• [Brief]: Tally the lines in the listing below that hold the string "zero", and reply with that tally alone.

• [Records shown]:
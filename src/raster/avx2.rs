use core::arch::x86_64::__m256i;

use archmage::prelude::*;
use safe_unaligned_simd::x86_64::{_mm256_loadu_si256, _mm256_storeu_si256};

use super::{blend_px, column_map, load_px, source_index};
use crate::composite::CompositeMode;
use crate::geometry::Clip;

// ===========================================================================
// SIMD constants
// ===========================================================================

// High bit set on every alpha byte: blendv picks the destination there.
const ALPHA_SELECT_MASK_AVX: [i8; 32] = [
    0, 0, 0, -1, 0, 0, 0, -1, 0, 0, 0, -1, 0, 0, 0, -1, 0, 0, 0, -1, 0, 0, 0, -1, 0, 0, 0, -1, 0,
    0, 0, -1,
];

// ===========================================================================
// x86-64 AVX2 — rite row implementations
// ===========================================================================

#[rite]
pub(super) fn fill_row_v3(_token: X64V3Token, row: &mut [u8], px: [u8; 4]) {
    let mut pattern = [0u8; 32];
    for d in pattern.as_chunks_mut::<4>().0 {
        *d = px;
    }
    let v = _mm256_loadu_si256(&pattern);
    let (blocks, tail) = row.as_chunks_mut::<32>();
    for out in blocks {
        _mm256_storeu_si256(out, v);
    }
    for d in tail.as_chunks_mut::<4>().0 {
        *d = px;
    }
}

#[rite]
pub(super) fn copy_row_v3(_token: X64V3Token, src: &[u8], dst: &mut [u8]) {
    let (s_blocks, s_tail) = src.as_chunks::<32>();
    let (d_blocks, d_tail) = dst.as_chunks_mut::<32>();
    for (s, d) in s_blocks.iter().zip(d_blocks) {
        _mm256_storeu_si256(d, _mm256_loadu_si256(s));
    }
    d_tail.copy_from_slice(s_tail);
}

#[rite]
pub(super) fn copy_rgb_row_v3(_token: X64V3Token, src: &[u8], dst: &mut [u8]) {
    let mask = _mm256_loadu_si256(&ALPHA_SELECT_MASK_AVX);
    let (s_blocks, s_tail) = src.as_chunks::<32>();
    let (d_blocks, d_tail) = dst.as_chunks_mut::<32>();
    for (s, d) in s_blocks.iter().zip(d_blocks) {
        let sv = _mm256_loadu_si256(s);
        let dv = _mm256_loadu_si256(&*d);
        _mm256_storeu_si256(d, _mm256_blendv_epi8(sv, dv, mask));
    }
    for (s, d) in s_tail.chunks_exact(4).zip(d_tail.chunks_exact_mut(4)) {
        d[..3].copy_from_slice(&s[..3]);
    }
}

/// Blend one register of eight pixels, widened to 16 bits per channel.
///
/// `ov` and `d` hold two pixels per 128-bit lane, one channel per word.
#[rite]
fn blend_words_v3(_token: X64V3Token, ov: __m256i, d: __m256i) -> __m256i {
    // Broadcast word 3 of each 64-bit half (the pixel's alpha) across it.
    let a = _mm256_shufflehi_epi16(_mm256_shufflelo_epi16(ov, 0xFF), 0xFF);
    let inv = _mm256_sub_epi16(_mm256_set1_epi16(255), a);
    let v = _mm256_add_epi16(
        _mm256_add_epi16(_mm256_mullo_epi16(ov, a), _mm256_mullo_epi16(d, inv)),
        _mm256_set1_epi16(127),
    );
    // v / 255 for v <= 65152
    let v = _mm256_add_epi16(_mm256_add_epi16(v, _mm256_set1_epi16(1)), _mm256_srli_epi16(v, 8));
    _mm256_srli_epi16(v, 8)
}

#[rite]
pub(super) fn blend_row_v3(token: X64V3Token, overlay: &[u8], dst: &mut [u8]) {
    let zero = _mm256_setzero_si256();
    let (o_blocks, o_tail) = overlay.as_chunks::<32>();
    let (d_blocks, d_tail) = dst.as_chunks_mut::<32>();
    for (o, d) in o_blocks.iter().zip(d_blocks) {
        let ov = _mm256_loadu_si256(o);
        let dv = _mm256_loadu_si256(&*d);
        let lo = blend_words_v3(
            token,
            _mm256_unpacklo_epi8(ov, zero),
            _mm256_unpacklo_epi8(dv, zero),
        );
        let hi = blend_words_v3(
            token,
            _mm256_unpackhi_epi8(ov, zero),
            _mm256_unpackhi_epi8(dv, zero),
        );
        _mm256_storeu_si256(d, _mm256_packus_epi16(lo, hi));
    }
    for (ov, d) in o_tail.chunks_exact(4).zip(d_tail.chunks_exact_mut(4)) {
        blend_px(ov, d);
    }
}

#[rite]
pub(super) fn resize_row_v3(
    _token: X64V3Token,
    src_row: &[u8],
    dst: &mut [u8],
    cols: &[usize],
) {
    let px = |i: usize| i32::from_ne_bytes(load_px(src_row, cols[i]));
    let (d_blocks, d_tail) = dst.as_chunks_mut::<32>();
    let mut x = 0;
    for d in d_blocks {
        let v = _mm256_setr_epi32(
            px(x),
            px(x + 1),
            px(x + 2),
            px(x + 3),
            px(x + 4),
            px(x + 5),
            px(x + 6),
            px(x + 7),
        );
        _mm256_storeu_si256(d, v);
        x += 8;
    }
    for (&sx, d) in cols[x..].iter().zip(d_tail.chunks_exact_mut(4)) {
        d.copy_from_slice(&src_row[sx..sx + 4]);
    }
}

// ===========================================================================
// x86-64 arcane whole-operation wrappers
// ===========================================================================

#[arcane]
pub(super) fn fill_impl_v3(t: X64V3Token, buf: &mut [u8], px: [u8; 4]) {
    fill_row_v3(t, buf, px);
}

#[arcane]
pub(super) fn composite_impl_v3(
    t: X64V3Token,
    mode: CompositeMode,
    dest: &mut [u8],
    dest_width: usize,
    src: &[u8],
    src_width: usize,
    clip: Clip,
) {
    let n = clip.row_bytes();
    for y in 0..clip.height {
        let s = &src[clip.src_offset(src_width, y)..][..n];
        let d = &mut dest[clip.dst_offset(dest_width, y)..][..n];
        match mode {
            CompositeMode::Opaque => copy_row_v3(t, s, d),
            CompositeMode::AlphaBlend => blend_row_v3(t, s, d),
            CompositeMode::RgbOnly => copy_rgb_row_v3(t, s, d),
        }
    }
}

#[arcane]
pub(super) fn resize_impl_v3(
    t: X64V3Token,
    src: &[u8],
    dst: &mut [u8],
    sw: usize,
    sh: usize,
    dw: usize,
    dh: usize,
) {
    let src_stride = sw * 4;
    let dst_stride = dw * 4;
    let cols = column_map(sw, dw);
    let mut prev = usize::MAX;
    for y in 0..dh {
        let sy = source_index(y, sh, dh);
        let start = y * dst_stride;
        if sy == prev {
            dst.copy_within(start - dst_stride..start, start);
            continue;
        }
        let src_row = &src[sy * src_stride..][..src_stride];
        let dst_row = &mut dst[start..][..dst_stride];
        if sw == dw {
            copy_row_v3(t, src_row, dst_row);
        } else {
            resize_row_v3(t, src_row, dst_row, &cols);
        }
        prev = sy;
    }
}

• [Problem solution]: 5